La preservazione della fertilità nella paziente oncologica
Negli ultimi anni sono stati fatti grandi passi avanti per quanto concerne la cura delle malattie oncologiche, grazie soprattutto al miglioramento della diagnosi precoce e dei trattamenti.
E’ stato, inoltre, evidenziato un aumento del numero di casi delle pazienti oncologiche in età riproduttiva. Infatti, il 4% delle donne ha meno di 40 anni al momento della diagnosi di tumore e circa il 21% dei tumori ginecologici diagnosticati ogni anno rientra proprio in questa fascia di età. Di fronte a questi dati, appare chiaro come l'oncologo non possa più limitarsi ad occuparsi della sola sopravvivenza della paziente, ma debba farsi carico anche della sua qualità di vita con uno sguardo attento - nelle pazienti più giovani - alla possibilità di avere dei figli.
È emerso ormai, da tutte le raccomandazioni internazionali e nazionali, l'importanza di discutere con le pazienti in età fertile il rischio di infertilità e di indirizzarle ad uno specialista per valutare la possibilità di preservare la fertilità.
Durante il primo consulto, devono essere illustrati - alla paziente - tutti i disagi che il tumore può effettivamente causare, focalizzandosi in particolare su quelli che potrebbero compromettere la fertilità. Un’analisi attenta del caso si farà solo partendo dal tipo di tumore, dal suo stadio, dai trattamenti raccomandati in precedenza dall’oncologo e dalla prognosi.
Infatti, proprio in merito ai trattamenti oncologici, molti di questi - quali la radioterapia e la chemioterapia - sono essi stessi, seppur necessari per il trattamento della malattia, una causa di infertilità nelle pazienti oncologiche. Essi hanno un effetto gonadotossico, che può essere più o meno dannoso. Nelle pazienti si riscontrano spesso arresto precoce e/o accelerato della funzionalità ovarica, progressiva riduzione del numero dei follicoli ovarici e conseguente deficit degli ormoni sessuali, amenorrea/oligomenorrea e ipoestrogenismo. La fertilità può essere compromessa da qualsiasi trattamento che interferisca con il funzionamento delle ovaie, delle tube, dell’utero o della cervice.
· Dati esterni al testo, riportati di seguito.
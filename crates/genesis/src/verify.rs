use beryd_consensus::{hash256_to_hex, hex_to_bytes, network_params, Network, NetworkParams};
use beryd_log::{log_error, log_info};
use beryd_primitives::Block;

use crate::builder::{build, GenesisBlock};
use crate::error::GenesisError;
use crate::options::GenesisOptions;

/// Rebuilds the network's genesis block and compares it with the registry.
///
/// Checks the hash first, then the merkle root, then the full serialization,
/// and reports the first field that differs.
pub fn verify_network(params: &NetworkParams) -> Result<GenesisBlock, GenesisError> {
    let genesis = build(&GenesisOptions::for_network(params)?)?;

    let recorded_raw = hex_to_bytes(params.genesis_block).map_err(|error| GenesisError::Hex {
        field: "genesis block",
        error,
    })?;

    let checks = [
        (
            "hash",
            hash256_to_hex(&params.genesis.hash),
            genesis.hash_hex(),
        ),
        (
            "merkle root",
            hash256_to_hex(&params.genesis.merkle_root),
            genesis.merkle_root_hex(),
        ),
    ];
    for (field, expected, actual) in checks {
        if expected != actual {
            return Err(mismatch(params.network, field, expected, actual));
        }
    }
    if recorded_raw != genesis.raw {
        return Err(mismatch(
            params.network,
            "serialization",
            params.genesis_block.to_ascii_lowercase(),
            genesis.raw_hex(),
        ));
    }

    log_info!("{} genesis block verified: {}", params.network, genesis.hash_hex());
    Ok(genesis)
}

/// Verifies every registered network, collecting each outcome.
pub fn verify_all() -> Vec<(Network, Result<GenesisBlock, GenesisError>)> {
    Network::ALL
        .into_iter()
        .map(|network| (network, verify_network(network_params(network))))
        .collect()
}

/// Decodes the registry's recorded genesis block.
pub fn decode_recorded(params: &NetworkParams) -> Result<Block, GenesisError> {
    let raw = hex_to_bytes(params.genesis_block).map_err(|error| GenesisError::Hex {
        field: "genesis block",
        error,
    })?;
    Ok(Block::consensus_decode(&raw)?)
}

fn mismatch(network: Network, field: &'static str, expected: String, actual: String) -> GenesisError {
    log_error!("{network} genesis {field} mismatch: expected {expected}, got {actual}");
    GenesisError::Mismatch {
        network,
        field,
        expected,
        actual,
    }
}
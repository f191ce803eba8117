fn main() {
    if let Err(err) = beryd::run_entry() {
        eprintln!("{err}");
        std::process::exit(1);
    }
}
use beryd_consensus::{hex_to_bytes, network_params, Network};
use beryd_pow::difficulty::{
    compact_to_target, compact_to_u256, hash_meets_target, minimum_chainwork, pow_limit,
    target_to_compact,
};
use beryd_pow::validation::{check_genesis_target, validate_pow_header, PowError};
use beryd_primitives::Block;
use primitive_types::U256;

#[test]
fn compact_to_target_roundtrip() {
    let bits = 0x1d00ffff;
    let target = compact_to_target(bits).expect("target");
    let back = target_to_compact(&target);
    assert_eq!(back, bits);
}

#[test]
fn compact_target_layout() {
    let bits = 0x207fffff;
    let target = compact_to_target(bits).expect("target");
    assert!(target[..29].iter().all(|b| *b == 0));
    assert_eq!(target[29], 0xff);
    assert_eq!(target[30], 0xff);
    assert_eq!(target[31], 0x7f);
}

#[test]
fn hash_meets_target_cmp() {
    let target = [0x10u8; 32];
    let smaller = [0x00u8; 32];
    let larger = [0xffu8; 32];
    assert!(hash_meets_target(&smaller, &target));
    assert!(hash_meets_target(&target, &target));
    assert!(!hash_meets_target(&larger, &target));
}

#[test]
fn every_genesis_target_is_within_limit() {
    for network in Network::ALL {
        let params = network_params(network);
        let target = compact_to_u256(params.genesis.bits).expect("genesis bits");
        assert!(target <= pow_limit(params), "{network}");
        check_genesis_target(params).expect("genesis target");
    }
}

#[test]
fn chainwork_floor_is_zero_on_main() {
    assert!(minimum_chainwork(network_params(Network::Main)).is_zero());
    assert_eq!(
        minimum_chainwork(network_params(Network::Simnet)),
        U256::from(2u64)
    );
}

#[test]
fn simnet_genesis_satisfies_its_target() {
    let params = network_params(Network::Simnet);
    let raw = hex_to_bytes(params.genesis_block).expect("genesis hex");
    let block = Block::consensus_decode(&raw).expect("genesis block");
    validate_pow_header(&block.header, params).expect("simnet genesis pow");

    let mut header = block.header.clone();
    header.nonce = 0;
    assert_eq!(
        validate_pow_header(&header, params),
        Err(PowError::HashMismatch)
    );
}

#[test]
fn bits_easier_than_limit_are_rejected() {
    let params = network_params(Network::Main);
    let raw = hex_to_bytes(params.genesis_block).expect("genesis hex");
    let mut header = Block::consensus_decode(&raw).expect("genesis block").header;
    header.bits = 0x207fffff;
    assert_eq!(
        validate_pow_header(&header, params),
        Err(PowError::InvalidBits("pow target above limit"))
    );
}
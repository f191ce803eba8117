//! Version-bits soft-fork deployment descriptors.

use crate::constants::{MAX_DEPLOYMENT_BIT, VERSION_BITS_TOP_BITS, VERSION_BITS_TOP_MASK};

#[derive(Clone, Copy, Debug, Eq, PartialEq)]
pub struct Deployment {
    pub name: &'static str,
    /// Position in the block-version signaling bitfield.
    pub bit: u8,
    pub start_time: u64,
    pub timeout: u64,
    /// Treated as always active, bypassing the signaling state machine.
    pub force: bool,
}

impl Deployment {
    pub fn mask(&self) -> u32 {
        1u32 << self.bit
    }

    pub fn bit_in_range(&self) -> bool {
        self.bit <= MAX_DEPLOYMENT_BIT
    }

    /// Whether a block with `version` signals readiness for this deployment.
    pub fn is_signaled(&self, version: u32) -> bool {
        (version & VERSION_BITS_TOP_MASK) == VERSION_BITS_TOP_BITS && (version & self.mask()) != 0
    }

    /// Whether `time` (median time past) falls outside the signaling window.
    pub fn is_expired(&self, time: u64) -> bool {
        time >= self.timeout
    }

    pub fn has_started(&self, time: u64) -> bool {
        time >= self.start_time
    }
}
A seguito di una prima valutazione, vengono elencate possibili soluzioni e metodi di preservazione consigliabili a seconda della condizione clinica della paziente. Tra questi uno dei primi trattamenti da prendere in considerazione, laddove per la paziente si preveda un’esposizione prolungata a radiazioni della regione addominopelvica, è la trasposizione ovarica ovvero un intervento chirurgico che prevede la delocalizzazione delle ovaie in una regione generalmente più laterale e superiore, così da preservarle dall’esposizione diretta alle radiazioni. Insieme alla pratica chirurgica, si è dimostrato efficace anche l’utilizzo degli analoghi del GNRH per la protezione della funzionalità ovarica durante la chemioterapia. A tali trattamenti si unisce la possibilità di eseguire una crioconservazione degli ovociti o del tessuto ovarico o degli embrioni (quest’ultima è vietata in Italia). Si tratta di tecniche che risultano essere efficaci per la preservazione della fertilità nella paziente oncologica
L’unica tecnica di preservazione della fertilità che consente in futuro di avere una gravidanza spontanea è la crioconservazione del tessuto ovarico. Tale metodica consiste nel prelevare la corticale ovarica (la parte esterna dell’ovaio) mediante un intervento eseguito in laparoscopia, comportando quindi un minor grado di disagio post-operatorio per la paziente. Al momento opportuno, il tessuto ovarico prelevato verrà reimpiantato nella paziente garantendo, nella maggior parte dei casi, un buon livello di fertilità per almeno i 2 anni successivi al trattamento.
Introdurre questo tema al momento della diagnosi permette alla paziente di avere tempo per riflettere, raccogliere informazioni e decidere cosa fare.
È nata, così, una nuova di disciplina che unisce l’oncologia e la medicina della riproduzione: l’oncofertilità, in cui uno specialista ginecologo oncologo, uno psicologo, un biologo ed un esperto di riproduzione umana discutono insieme per poter offrire alla paziente il miglior trattamento di preservazione della fertilità.